Los gobernantes han escuchado a los científicos y expertos en salud para enfrentar la crisis sanitaria, y hacen lo correcto al decretar medidas de restricción de movilidad como el aislamiento obligatorio o la cuarentena. La distancia social es crucial para desacelerar el contagio del virus, y con ello evitar que el sistema de salud colapse por no contar con los recursos suficientes para atender a los enfermos de gravedad.
Es claro que los gobiernos que han adoptado las medidas están salvando vidas. Sin embargo, esta medida deja sin amparo a cientos de miles de personas en el mundo, y pone en evidencia las grandes falencias que tienen los modelos de ciudad que hemos construido.
Grupos sociales como los habitantes de calle, vendedores informales, migrantes y mujeres en condición de explotación sexual, entre otros, son objeto de atención prioritaria durante la pandemia debido al alto riesgo que presentan de contraer y contagiar el virus. No obstante, son poblaciones que no han sido nunca una preocupación para el Estado, según nos deja ver la falta de políticas públicas que se orienten hacia su bienestar.
La única razón por la que en este momento hay refugios y controles hacia la salud de estas poblaciones, es porque constituyen focos de riesgo para el resto de la población. Por estos días abundan en las ciudades de todos los países decenas de planes de contingencia para las personas en situación de calle (PSC), algunos más ortodoxos que otros, pero todos dejan ver la misma escenificación: No existen políticas para salvaguardar la vida de esta población.
Sin pretender que en Colombia el coronavirus se convierta en una justificación para orientar el timón hacia un Estado más paternalista y asistencialista que el que actualmente tenemos, la pandemia prende las alarmas sobre lo que debería conformar el esquema de protección del Estado, sobre todo en cuanto a personas en situación de calle se trata. A pesar de las advertencias de la Sentencia C-043 de 2015 de la Corte Constitucional, las instituciones sí cosifican al habitante de la calle y no lo protegen, toda vez que no se están generando condiciones de vida dignas para ellos, bajo el supuesto de que quienes optan por la vida en calle contravienen el orden socialmente establecido y por ende no son sujeto de derechos.
Repensar la política pública para las personas en situación de calle es una “urgencia manifiesta” para los gobiernos hoy, no solamente garantizar la celebración de contratos mediante la modalidad de contratación directa, como parte de la reacción gubernamental que reclama con vehemencia la ciudadanía para enfrentar la pandemia.

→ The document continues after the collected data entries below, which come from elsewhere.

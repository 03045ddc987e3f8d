// libs/booking-cell/src/handlers.rs
use std::sync::Arc;

use axum::{
    extract::{Extension, Path, Query, State},
    Json,
};
use axum_extra::TypedHeader;
use chrono::NaiveDate;
use headers::{authorization::Bearer, Authorization};
use serde::Deserialize;
use serde_json::{json, Value};
use uuid::Uuid;

use shared_config::AppConfig;
use shared_models::auth::User;
use shared_models::error::AppError;

use crate::models::{
    ActorRole, Appointment, AppointmentError, AppointmentSearchQuery, AppointmentStatus,
    BookAppointmentRequest, CancelAppointmentRequest, CompleteAppointmentRequest,
    UpdateAppointmentRequest,
};
use crate::services::booking::BookingService;

// ==============================================================================
// QUERY PARAMETER STRUCTS
// ==============================================================================

#[derive(Debug, Deserialize)]
pub struct SlotsQuery {
    pub date: NaiveDate,
}

#[derive(Debug, Deserialize)]
pub struct AppointmentQueryParams {
    pub client_id: Option<Uuid>,
    pub status: Option<AppointmentStatus>,
    pub from_date: Option<NaiveDate>,
    pub to_date: Option<NaiveDate>,
    pub limit: Option<i32>,
    pub offset: Option<i32>,
}

fn actor_role(user: &User) -> ActorRole {
    if user.is_admin() {
        ActorRole::Admin
    } else {
        ActorRole::Client
    }
}

fn map_appointment_error(e: AppointmentError) -> AppError {
    match e {
        AppointmentError::NotFound => AppError::NotFound("Appointment not found".to_string()),
        AppointmentError::SlotTaken => {
            AppError::Conflict("Requested slot is already booked".to_string())
        }
        AppointmentError::PolicyViolation(msg) => AppError::PolicyViolation(msg),
        AppointmentError::InvalidStatusTransition(status) => {
            AppError::PolicyViolation(format!("Cannot modify appointment in status: {}", status))
        }
        AppointmentError::InvalidTime(msg) => AppError::BadRequest(msg),
        AppointmentError::ValidationError(msg) => AppError::ValidationError(msg),
        AppointmentError::Unauthorized => {
            AppError::Forbidden("Not authorized for this appointment action".to_string())
        }
        AppointmentError::DatabaseError(msg) => AppError::Internal(msg),
    }
}

fn ensure_owner_or_admin(appointment: &Appointment, user: &User) -> Result<(), AppError> {
    let is_owner = appointment.client_id.to_string() == user.id;
    if !is_owner && !user.is_admin() {
        return Err(AppError::Forbidden(
            "Not authorized to access this appointment".to_string(),
        ));
    }
    Ok(())
}

// ==============================================================================
// SLOT DISCOVERY
// ==============================================================================

#[axum::debug_handler]
pub async fn get_available_slots(
    State(state): State<Arc<AppConfig>>,
    Query(params): Query<SlotsQuery>,
    TypedHeader(auth): TypedHeader<Authorization<Bearer>>,
    Extension(_user): Extension<User>,
) -> Result<Json<Value>, AppError> {
    let booking_service = BookingService::new(&state);

    let slots = booking_service
        .available_slots(params.date, auth.token())
        .await
        .map_err(map_appointment_error)?;

    Ok(Json(json!({
        "date": params.date,
        "available_slots": slots,
        "total": slots.len()
    })))
}

// ==============================================================================
// BOOKING AND MUTATION HANDLERS
// ==============================================================================

#[axum::debug_handler]
pub async fn book_appointment(
    State(state): State<Arc<AppConfig>>,
    TypedHeader(auth): TypedHeader<Authorization<Bearer>>,
    Extension(user): Extension<User>,
    Json(request): Json<BookAppointmentRequest>,
) -> Result<Json<Value>, AppError> {
    // Clients book for themselves; only the admin books on behalf of others.
    let is_own = request.client_id.to_string() == user.id;
    if !is_own && !user.is_admin() {
        return Err(AppError::Forbidden(
            "Not authorized to book for this client".to_string(),
        ));
    }

    let booking_service = BookingService::new(&state);

    let appointment = booking_service
        .book_appointment(request, auth.token())
        .await
        .map_err(map_appointment_error)?;

    Ok(Json(json!({
        "success": true,
        "appointment": appointment,
        "message": "Appointment booked successfully"
    })))
}

#[axum::debug_handler]
pub async fn get_appointment(
    State(state): State<Arc<AppConfig>>,
    Path(appointment_id): Path<Uuid>,
    TypedHeader(auth): TypedHeader<Authorization<Bearer>>,
    Extension(user): Extension<User>,
) -> Result<Json<Value>, AppError> {
    let booking_service = BookingService::new(&state);

    let appointment = booking_service
        .get_appointment(appointment_id, auth.token())
        .await
        .map_err(map_appointment_error)?;

    ensure_owner_or_admin(&appointment, &user)?;

    Ok(Json(json!(appointment)))
}

#[axum::debug_handler]
pub async fn update_appointment(
    State(state): State<Arc<AppConfig>>,
    Path(appointment_id): Path<Uuid>,
    TypedHeader(auth): TypedHeader<Authorization<Bearer>>,
    Extension(user): Extension<User>,
    Json(request): Json<UpdateAppointmentRequest>,
) -> Result<Json<Value>, AppError> {
    let booking_service = BookingService::new(&state);

    let appointment = booking_service
        .get_appointment(appointment_id, auth.token())
        .await
        .map_err(map_appointment_error)?;
    ensure_owner_or_admin(&appointment, &user)?;

    let updated = booking_service
        .update_appointment(appointment_id, request, actor_role(&user), auth.token())
        .await
        .map_err(map_appointment_error)?;

    Ok(Json(json!({
        "success": true,
        "appointment": updated,
        "message": "Appointment updated successfully"
    })))
}

#[axum::debug_handler]
pub async fn cancel_appointment(
    State(state): State<Arc<AppConfig>>,
    Path(appointment_id): Path<Uuid>,
    TypedHeader(auth): TypedHeader<Authorization<Bearer>>,
    Extension(user): Extension<User>,
    Json(request): Json<CancelAppointmentRequest>,
) -> Result<Json<Value>, AppError> {
    let booking_service = BookingService::new(&state);

    let appointment = booking_service
        .get_appointment(appointment_id, auth.token())
        .await
        .map_err(map_appointment_error)?;
    ensure_owner_or_admin(&appointment, &user)?;

    let cancelled = booking_service
        .cancel_appointment(appointment_id, request, actor_role(&user), auth.token())
        .await
        .map_err(map_appointment_error)?;

    Ok(Json(json!({
        "success": true,
        "appointment": cancelled,
        "message": "Appointment cancelled successfully"
    })))
}

#[axum::debug_handler]
pub async fn confirm_appointment(
    State(state): State<Arc<AppConfig>>,
    Path(appointment_id): Path<Uuid>,
    TypedHeader(auth): TypedHeader<Authorization<Bearer>>,
    Extension(user): Extension<User>,
) -> Result<Json<Value>, AppError> {
    let booking_service = BookingService::new(&state);

    let confirmed = booking_service
        .confirm_appointment(appointment_id, actor_role(&user), auth.token())
        .await
        .map_err(map_appointment_error)?;

    Ok(Json(json!({
        "success": true,
        "appointment": confirmed,
        "message": "Appointment confirmed"
    })))
}

#[axum::debug_handler]
pub async fn complete_appointment(
    State(state): State<Arc<AppConfig>>,
    Path(appointment_id): Path<Uuid>,
    TypedHeader(auth): TypedHeader<Authorization<Bearer>>,
    Extension(user): Extension<User>,
    Json(request): Json<CompleteAppointmentRequest>,
) -> Result<Json<Value>, AppError> {
    let booking_service = BookingService::new(&state);

    let completed = booking_service
        .complete_appointment(appointment_id, request, actor_role(&user), auth.token())
        .await
        .map_err(map_appointment_error)?;

    Ok(Json(json!({
        "success": true,
        "appointment": completed,
        "message": "Appointment completed"
    })))
}

// ==============================================================================
// SEARCH
// ==============================================================================

#[axum::debug_handler]
pub async fn search_appointments(
    State(state): State<Arc<AppConfig>>,
    Query(params): Query<AppointmentQueryParams>,
    TypedHeader(auth): TypedHeader<Authorization<Bearer>>,
    Extension(user): Extension<User>,
) -> Result<Json<Value>, AppError> {
    let booking_service = BookingService::new(&state);

    let mut search_query = AppointmentSearchQuery {
        client_id: params.client_id,
        status: params.status,
        from_date: params.from_date,
        to_date: params.to_date,
        limit: params.limit,
        offset: params.offset,
    };

    // Non-admins only ever see their own appointments.
    if !user.is_admin() {
        if let Ok(client_uuid) = Uuid::parse_str(&user.id) {
            search_query.client_id = Some(client_uuid);
        }
    }

    let appointments = booking_service
        .search_appointments(search_query, auth.token())
        .await
        .map_err(map_appointment_error)?;

    Ok(Json(json!({
        "appointments": appointments,
        "total": appointments.len(),
        "limit": params.limit,
        "offset": params.offset
    })))
}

Generar las condiciones de vida dignas y el acceso a servicios básicos, tanto para la población que optó por la vida en calle, como aquellos que quieren salir de ella, debe convertirse en uno de los primeros proyectos de nuestras sociedades, durante la fase de recuperación ante la emergencia de la COVID-19, si queremos impulsar formas de gobernar que realmente resuelvan situaciones y mejoren la calidad de vida de sus ciudadanos, en vez de simplemente dar la sensación de estar solucionando.
No basta con desarrollar medidas de prevención frente al fenómeno, se requieren acciones afirmativas para restablecer el sinnúmero de derechos que día a día son vulnerados a esta población, sobre todo, teniendo en cuenta el desconocimiento frente al hecho de que experimentan una situación donde son víctimas y victimarios a la vez, debido al entorno que se configura a su alrededor, y en el marco de la convivencia ciudadana.
Que la emergencia por la COVID-19 sea la excusa para perfeccionar nuestros modelos de gestión gubernamental y para dar prioridad a lo verdaderamente importante: La política social bien ejecutada y representada en el acceso a servicios básicos, la salud, el campo como fuente de desarrollo social, y la educación.